Mr. Bernie Anderson, Chairman

Mr. Mark Manendo, Vice Chairman

Ms. Sharron Angle

Mr. Greg Brower

Ms. Barbara Buckley

Mr. John Carpenter

Mr. Jerry Claborn

Mr. Tom Collins

Mr. Don Gustavson

Mrs. Ellen Koivisto

Ms. Sheila Leslie

Ms. Kathy McClain

Mr. Dennis Nolan

Ms. Genie Ohrenschall

GUEST LEGISLATORS PRESENT:

Assemblyman Richard Perkins, District 23

STAFF MEMBERS PRESENT:

Donald O. Williams, Committee Policy Analyst

Risa B. Lang, Committee Counsel

Ken Beaton, Committee Secretary

OTHERS PRESENT:

Susan Meuschke, Executive Director, Nevada Network Against Domestic Violence

Lucille Lusk, representing Nevada Concerned Citizens

Chairman Anderson opened the hearing on A.B. 688. He informed the committee this was a "trailer bill" to amend A.B. 456.

Assembly Bill 688: Amends Assembly Bill 456 of 1999 Legislative Session. (BDR 11-1752)

Assembly Bill 456: Makes various changes concerning custody of children.

(BDR 11-1301)

Assemblyman Richard Perkins, District 23 testified for A.B. 688. The bill came before this committee for one reason. Scott Scherer, the governor’s legal counsel, read the A.B. 456 before the governor was about to sign the bill into law. He informed Mr. Perkins there was a higher standard for domestic violence than there was for the murder situation. Assemblyman Perkins explained he did not want a higher standard for domestic violence. Mr. Scherer suggested a trailer bill to correct the difference. The standard for child custody or visitation in A.B. 688 was if the child being of suitable age could signify his assent and assents to the order. The standard in A.B. 456 was the best interest of the child.

Assemblywoman Koivisto referred to page 1, line 7, and asked what was a suitable age. Mr. Perkins responded the judge would determine each case as to what was suitable a age. There was no statute defining suitable age. Some children were more mature than other children.

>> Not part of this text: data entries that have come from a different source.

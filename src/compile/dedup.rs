//! Duplicated-resource validation.
//!
//! Replays every host-known resource value into an aliasing index (radix
//! trie over device addresses for buffers, identity sets for images and
//! swapchains). Two live acquisitions of overlapping storage are an error
//! pointing at both acquisition sites, with one exception: buffers may be
//! acquired twice because implicit linking has already unioned them.

use fxhash::FxHashMap;

use crate::error::{Error, Result};
use crate::ir::link::Links;
use crate::ir::value::{eval_owned, Value};
use crate::ir::{IRModule, NodeKey, NodeKind, Ref};
use crate::radix::RadixTree;
use crate::resource::{ImageAttachment, SwapchainHandle};
use crate::typedesc::TypeKind;

fn duplicate_error(module: &IRModule, node: NodeKey, previous: NodeKey) -> Error {
    Error::DuplicatedResource {
        node: module.node(node).kind.name().to_owned(),
        trace: module.format_source_location(node),
        previous: module.node(previous).kind.name().to_owned(),
        previous_trace: module.format_source_location(previous),
    }
}

struct Index {
    memory: RadixTree<NodeKey>,
    images: FxHashMap<ImageAttachment, NodeKey>,
    swapchains: FxHashMap<SwapchainHandle, NodeKey>,
}

impl Index {
    fn add_one(
        &mut self,
        module: &IRModule,
        ty: crate::typedesc::TypeId,
        node: NodeKey,
        value: &Value,
    ) -> Option<NodeKey> {
        let ty = module.types.fully_stripped(ty);
        match module.types.kind(ty) {
            TypeKind::Array { .. } | TypeKind::Union { .. } => return None,
            _ => {}
        }
        match value {
            Value::Image(ia) if !ia.image.is_null() => {
                if let Some(prev) = self.images.get(ia) {
                    return Some(*prev);
                }
                self.images.insert(ia.clone(), node);
            }
            Value::Buffer(buf)
                if module.types.is_bufferlike_view(ty)
                    && buf.device_address != 0
                    && buf.size > 0 =>
            {
                let collided = self
                    .memory
                    .insert_unaligned(buf.device_address, buf.size, node);
                if collided {
                    if let Some(prev) = self.memory.find(buf.device_address) {
                        if *prev != node {
                            return Some(*prev);
                        }
                    }
                }
            }
            Value::Swapchain(sw) => {
                if let Some(prev) = self.swapchains.get(&sw.handle) {
                    return Some(*prev);
                }
                self.swapchains.insert(sw.handle, node);
            }
            _ => {}
        }
        None
    }
}

pub(crate) fn run(module: &IRModule, nodes: &[NodeKey], links: &Links) -> Result<()> {
    let mut index = Index {
        memory: RadixTree::new(),
        images: FxHashMap::default(),
        swapchains: FxHashMap::default(),
    };

    for &key in nodes {
        match &module.node(key).kind {
            NodeKind::Constant { .. } | NodeKind::Construct { .. } => {
                // values we cannot evaluate will be freshly allocated, so
                // they cannot alias anything already known
                let value = match eval_owned(module, Ref::new(key, 0)) {
                    Ok(v) => v,
                    Err(_) => continue,
                };
                let ty = module.node(key).ty[0];
                if let Some(prev) = index.add_one(module, ty, key, &value) {
                    return Err(duplicate_error(module, key, prev));
                }
            }
            NodeKind::Acquire { values } => {
                for (i, value) in values.iter().enumerate() {
                    let r = Ref::new(key, i as u32);
                    let link = match links.try_link(r) {
                        Some(l) => l,
                        None => continue,
                    };
                    // acquisitions nothing consumes are not live
                    if link.reads.is_empty() && link.undef.is_none() && link.next.is_none() {
                        continue;
                    }
                    let ty = module.node(key).ty[i];
                    if let Some(prev) = index.add_one(module, ty, key, value) {
                        let buffer_pair = module.types.is_bufferlike_view(ty)
                            && matches!(module.node(prev).kind, NodeKind::Acquire { .. });
                        if buffer_pair {
                            // acquire/acquire on buffers is allowed; implicit
                            // linking already unioned the two views
                            continue;
                        }
                        return Err(duplicate_error(module, key, prev));
                    }
                }
            }
            _ => {}
        }
    }

    Ok(())
}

Assemblywoman Buckley stated in A.B. 456, the committee said in a first-degree murder case, the court would not enter the order of custody or visitation. In the domestic violence statute there was a rebuttable presumption with the evidence of domestic violence. Custody or visitation was not in the best interest of the child. She asked if that was Mr. Scherer’s concern. Should the two bills be similarly stated or should the murder of the other parent bill be more enhanced than the domestic violence bill.

Assemblyman Perkins recalled his telephone conversation with Mr. Scherer. There was a different standard for domestic violence from the standard for murder of the other parent, which was a form of domestic violence. This was Mr. Scherer’s interpretation who specialized in law. Mr. Perkins yielded to the counsel’s expertise.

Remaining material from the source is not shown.